Beyond prevention, Dame Carol points to significant failing in the drug treatment sector, from the start of treatment through to termination, no one is spared her critical eye. Describing the commissioning of treatment as messy and complex she calls for improved and integrated service design and delivery. This requires government leadership – as it stands there are six departments involved with drug policy. Her recommendation is that drugs should be viewed as a health issue not a criminal one. That’s a significant reframing if it is accepted, as it would signal that people who have problems with drugs are not deviant but in need of support.
It’s not just the need for national leadership but local management too. In other areas of health, it is often the medical consultant who takes on this pivotal role. This has not been an option for local specialist drug treatment as consultant psychiatrists in addiction are very few and far between now. Viewed as expensive and unnecessary, a decade of funding cuts has depleted this part of the workforce. When budgets are tight it is easy to see how the most expensive parts of the team are sacrificed in order to secure contracts to provide treatment.
Doing without the experience and skills of medical consultants is unimaginable in any other area of healthcare. This more than anything signals the value or rather the lack of value given to this group of patients.
This is a tough time to be calling for additional resources. People who develop problems with drugs in particular don’t receive much in the way of public sympathy – many view the problem as self-inflicted. But Dame Carol makes clear that even if you lack empathy for these individuals, there is a sound economic case for investment in the sector. Resourcing treatment has the potential to provide gains to society more generally, for example reducing crime, while in parallel improving treatment outcomes for those accessing services.
Dame Carol also highlights the current treatment focus on heroin and crack cocaine use, leaving the increasing numbers who have problems with cannabis and cocaine with an inadequate service. The rapid but largely ignored rise in those seeking help for their use of cannabis is something myself and colleagues have been investigating since we first observed this trend in 2014. What makes this tricky is that unlike heroin there is no substitute drug like methadone that can be given to those trying to quit cannabis.
One of the greatest scandals of the last decade is record numbers dying as a result of drug use, something callously explained away by government ministers as something that can be attributed to an “ageing cohort” of drug users. Bear in mind this is a group that currently has a life expectancy not seen since our monarch was Queen Victoria. Again, this would not be viewed as acceptable if the same rate of mortality was evident for those with diabetes or heart disease.
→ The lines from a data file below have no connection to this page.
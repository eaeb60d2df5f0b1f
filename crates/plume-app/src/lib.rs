//! # plume-app
//!
//! Applications built from hooked services.
//!
//! An [`Application`] holds services registered under paths. Each one is
//! wrapped in a [`HookedService`], which runs every standard method call
//! through the hook pipeline from `plume-hooks` and emits `created`,
//! `updated`, `patched` and `removed` events afterwards.
//!
//! ## Example
//!
//! ```ignore
//! use plume_app::prelude::*;
//!
//! let app = Application::new();
//! let messages = app.use_service("messages", Messages::default())?;
//! messages.hooks(
//!     HookMap::new()
//!         .before(ServiceMethod::Create, require_auth())
//!         .after_all(discard(["internal"])),
//! )?;
//! app.setup().await?;
//!
//! let created = messages.create(json!({"text": "Hello"}), None).await?;
//! ```

pub mod application;
pub mod bridge;
pub mod config;
pub mod emitter;
pub mod hooked;
pub mod observability;

pub use application::Application;
pub use config::{AppConfig, ConfigError};
pub use emitter::{Listener, ListenerId, ServiceEmitter};
pub use hooked::{HookedService, normalize_path};

/// Common imports for building applications.
pub mod prelude {
    pub use crate::{AppConfig, Application, HookedService, ServiceEmitter};
    pub use plume_core::{
        ErrorKind, EventBroadcaster, Id, Paginated, Params, Result, ServiceError, ServiceEvent,
        ServiceMethod,
    };
    pub use plume_hooks::common::*;
    pub use plume_hooks::{
        Hook, HookContext, HookMap, HookRef, HookType, MethodSelector, hook_fn, named_sync_hook,
        sync_hook,
    };
    pub use plume_service::{MethodArgs, Service, ServiceCapabilities, ServiceHandle, ServiceHost};
}
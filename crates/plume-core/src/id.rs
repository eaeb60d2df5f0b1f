use serde::{Deserialize, Serialize};
use serde_json::Value;

/// Resource identifier passed to `get`, `update`, `patch` and `remove`.
#[derive(Debug, Clone, PartialEq, Eq, Hash, Serialize, Deserialize)]
#[serde(untagged)]
pub enum Id {
    Number(i64),
    String(String),
}

impl Id {
    /// An id that carries no value (an empty string).
    pub fn is_empty(&self) -> bool {
        matches!(self, Id::String(s) if s.is_empty())
    }

    pub fn to_value(&self) -> Value {
        match self {
            Id::Number(n) => Value::from(*n),
            Id::String(s) => Value::from(s.as_str()),
        }
    }

    /// Reads an id from a JSON number or string.
    pub fn from_value(value: &Value) -> Option<Self> {
        match value {
            Value::Number(n) => n.as_i64().map(Id::Number),
            Value::String(s) => Some(Id::String(s.clone())),
            _ => None,
        }
    }
}

impl std::fmt::Display for Id {
    fn fmt(&self, f: &mut std::fmt::Formatter<'_>) -> std::fmt::Result {
        match self {
            Id::Number(n) => write!(f, "{n}"),
            Id::String(s) => write!(f, "{s}"),
        }
    }
}

impl From<i64> for Id {
    fn from(value: i64) -> Self {
        Id::Number(value)
    }
}

impl From<i32> for Id {
    fn from(value: i32) -> Self {
        Id::Number(value.into())
    }
}

impl From<u32> for Id {
    fn from(value: u32) -> Self {
        Id::Number(value.into())
    }
}

impl From<&str> for Id {
    fn from(value: &str) -> Self {
        Id::String(value.to_string())
    }
}

impl From<String> for Id {
    fn from(value: String) -> Self {
        Id::String(value)
    }
}

pub fn generate_id() -> String {
    uuid::Uuid::new_v4().to_string()
}
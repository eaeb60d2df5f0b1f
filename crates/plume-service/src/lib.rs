//! # plume-service
//!
//! Service contract for the Plume framework.
//!
//! This crate defines the trait application services implement. It contains
//! no hook machinery; services stay plain CRUD handlers and the pipeline in
//! `plume-app` wraps them.
//!
//! ## Overview
//!
//! The main trait is [`Service`], which defines:
//! - The five standard methods (`find`, `get`, `create`, `update`, `patch`, `remove`)
//! - An explicit [`ServiceCapabilities`] declaration of which of them exist
//! - An optional `setup` step and custom events
//!
//! ## Implementing a service
//!
//! ```ignore
//! use async_trait::async_trait;
//! use plume_service::{Service, ServiceCapabilities};
//!
//! struct Messages;
//!
//! #[async_trait]
//! impl Service for Messages {
//!     fn capabilities(&self) -> ServiceCapabilities {
//!         ServiceCapabilities::of(&[ServiceMethod::Create])
//!     }
//!
//!     async fn create(&self, data: Value, _params: Params) -> Result<Value> {
//!         Ok(data)
//!     }
//! }
//! ```

mod args;
mod capabilities;
mod traits;

pub use args::MethodArgs;
pub use capabilities::ServiceCapabilities;
pub use traits::{Service, ServiceHandle, ServiceHost, invoke};

pub use plume_core::{Id, Params, Result, ServiceError, ServiceMethod};

/// Type alias for a shareable service trait object.
pub type DynService = std::sync::Arc<dyn Service>;

/// Prelude module for convenient imports.
///
/// ```ignore
/// use plume_service::prelude::*;
/// ```
pub mod prelude {
    pub use crate::args::MethodArgs;
    pub use crate::capabilities::ServiceCapabilities;
    pub use crate::traits::{Service, ServiceHandle, ServiceHost, invoke};
    pub use crate::DynService;
    pub use plume_core::{Id, Paginated, Params, Result, ServiceError, ServiceMethod};
}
Dame Carol rightly suggests that given the high rates of additional health problems people using drugs have, they should be offered timely access to respiratory health services and mental health services, as just two examples of what they would benefit from.
We are not short of reviews on drug policy in the UK and the message they all share is the urgent need for reform. We must hope that this government’s newfound love for science and evidence extends to the thorny issue of drugs.